Il y avait un barrage de police, la sortie de la ville. Comme voisin et il faut bien l’avouer compagnon de quelques bières de temps en temps, j’avais un statut privilégié. Au seul bruit de la moto les autorités se précipitaient pour enlever les barrages de clous et me saluer amicalement. Pour ma décharge … j’étais à peu près en règle.
Les soirées
Il y a une chose importante en Afrique ou du moins l’ai-je vécu comme telle, c’est l’amitié.
Rapidement notre petite bande d’amis s’était constituée. Tous, d’horizons, de professions, de cultures ou de pays et de continents différents. On partageait ces différences, elles nous unissaient dans la curiosité de les élucider.

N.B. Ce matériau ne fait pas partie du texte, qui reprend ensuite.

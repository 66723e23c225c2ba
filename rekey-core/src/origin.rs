//! Classification of identifiers and locators relative to the serving system.

use serde::Deserialize;

use crate::identifier::{HISTORY_SEGMENT, Identifier};
use crate::locator::Locator;

/// How an identifier relates to this server's namespace.
#[derive(Debug, Clone, Copy, PartialEq, Eq, Hash)]
pub enum OriginKind {
    /// Carries an origin that is not this server.
    Foreign,
    /// Placeholder meant to be replaced during import.
    Temporary,
    /// Shaped like one of this server's own identifiers.
    Local,
    /// None of the above; malformed from the server's point of view.
    Internal,
}

/// Decides how identifiers and locators relate to the serving system.
///
/// Implementations may consult durable state; the importer calls them
/// synchronously and never caches their answers.
pub trait OriginClassifier {
    fn classify(&self, identifier: &Identifier) -> OriginKind;

    /// Whether the locator addresses this server rather than an external system.
    fn is_own_authority(&self, locator: &Locator) -> bool;

    /// Converts an own-authority locator to an identifier.
    ///
    /// Returns `None` when the locator does not have identifier shape.
    fn locator_to_identifier(&self, locator: &Locator) -> Option<Identifier>;
}

impl<T: OriginClassifier + ?Sized> OriginClassifier for &T {
    fn classify(&self, identifier: &Identifier) -> OriginKind {
        (**self).classify(identifier)
    }

    fn is_own_authority(&self, locator: &Locator) -> bool {
        (**self).is_own_authority(locator)
    }

    fn locator_to_identifier(&self, locator: &Locator) -> Option<Identifier> {
        (**self).locator_to_identifier(locator)
    }
}

fn default_temporary_prefix() -> String {
    "tmp-".to_string()
}

/// Settings for [`Localhost`].
#[derive(Debug, Clone, PartialEq, Eq, Deserialize)]
pub struct LocalhostConfig {
    /// The server's own serving address, e.g. `http://localhost/fhir`.
    pub base: String,
    /// Record ids starting with this prefix are batch-local placeholders.
    #[serde(default = "default_temporary_prefix")]
    pub temporary_prefix: String,
}

impl LocalhostConfig {
    pub fn new(base: impl Into<String>) -> Self {
        LocalhostConfig {
            base: base.into(),
            temporary_prefix: default_temporary_prefix(),
        }
    }
}

/// The default classifier: a server reachable under a single base address.
#[derive(Debug, Clone)]
pub struct Localhost {
    base: String,
    temporary_prefix: String,
}

impl Localhost {
    pub fn new(base: impl Into<String>) -> Self {
        Self::from_config(LocalhostConfig::new(base))
    }

    pub fn from_config(config: LocalhostConfig) -> Self {
        Localhost {
            base: config.base.trim_end_matches('/').to_string(),
            temporary_prefix: config.temporary_prefix,
        }
    }

    pub fn base(&self) -> &str {
        &self.base
    }

    /// Whether `origin` names this server.
    pub fn is_own_origin(&self, origin: &str) -> bool {
        Locator::parse(origin)
            .and_then(|loc| loc.strip_base(&self.base).map(str::is_empty))
            .unwrap_or(false)
    }

    fn is_temporary(&self, identifier: &Identifier) -> bool {
        !self.temporary_prefix.is_empty()
            && identifier.record_id().starts_with(&self.temporary_prefix)
    }
}

/// Record types are an ASCII letter followed by ASCII alphanumerics.
fn is_record_type(s: &str) -> bool {
    let mut chars = s.chars();
    matches!(chars.next(), Some(c) if c.is_ascii_alphabetic())
        && chars.all(|c| c.is_ascii_alphanumeric())
}

/// Record and version ids are 1..=64 characters of `[A-Za-z0-9.-]`.
fn is_record_id(s: &str) -> bool {
    (1..=64).contains(&s.len()) && s.chars().all(|c| c.is_ascii_alphanumeric() || c == '-' || c == '.')
}

fn is_well_formed(identifier: &Identifier) -> bool {
    is_record_type(identifier.record_type())
        && is_record_id(identifier.record_id())
        && identifier.version_id().is_none_or(is_record_id)
}

impl OriginClassifier for Localhost {
    fn classify(&self, identifier: &Identifier) -> OriginKind {
        if self.is_temporary(identifier) {
            return OriginKind::Temporary;
        }
        if let Some(origin) = identifier.origin() {
            if !self.is_own_origin(origin) {
                return OriginKind::Foreign;
            }
        }
        if is_well_formed(identifier) {
            OriginKind::Local
        } else {
            OriginKind::Internal
        }
    }

    fn is_own_authority(&self, locator: &Locator) -> bool {
        !locator.is_absolute() || locator.strip_base(&self.base).is_some()
    }

    fn locator_to_identifier(&self, locator: &Locator) -> Option<Identifier> {
        if locator.is_fragment() {
            return None;
        }
        let (origin, path) = if locator.is_absolute() {
            let rest = Locator::parse(locator.path_part())?;
            (Some(&self.base), rest.strip_base(&self.base)?.to_string())
        } else {
            (None, locator.path_part().to_string())
        };

        let segments: Vec<&str> = path.trim_matches('/').split('/').collect();
        let identifier = match segments.as_slice() {
            [record_type, record_id] if !record_type.is_empty() && !record_id.is_empty() => {
                Identifier::new(*record_type, *record_id)
            }
            [record_type, record_id, history, version]
                if *history == HISTORY_SEGMENT
                    && !record_type.is_empty()
                    && !record_id.is_empty()
                    && !version.is_empty() =>
            {
                Identifier::new(*record_type, *record_id).with_version(*version)
            }
            _ => return None,
        };

        Some(match origin {
            Some(base) => identifier.with_origin(base.as_str()),
            None => identifier,
        })
    }
}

En cas de coup dur, on ne comptait ni sur l’Etat, ni sur la police, ni sur personne d’autre que les amis. Nous en savions la valeur. Quand l’un appelait, tout le monde répondait. Ce n’était pas toujours facile, loin de là. Encore moins à partir du coup d’Etat fin 1999. Mais nous ne nous se posions pas vraiment la question. Evidemment ça crée des liens, des liens très forts, des liens qui ne se desserrent ni avec le temps ni avec l’éloignement, je peux en témoigner aujourd’hui, vingt ans plus tard.
Nous avions un grand calendrier, de ceux que les banques vous offrent généreusement après vous avoir facturé toute l’année des frais abusifs. Chaque mois nous nous discutions les cases des jours pour y inscrire les activités et invitations que chacun voulait offrir.
La journée se terminait, il ne restait plus qu’à saluer Jean-Marc, lui allait veiller sur notre sommeil, armé de sa machette. On se jetait sous la moustiquaire sensée nous protéger des crises de paludisme, j’avais beau disposer de la moustiquaire imprégnée conseillée par l’OMS je ne coupais pas à ma crise annuelle, trois jours pas agréables aussitôt oubliés.
Abidjan était idéalement située et même si le quotidien était fantastique, nos nombreuses vacances de prof ont toutes étaient des opportunités de voyage.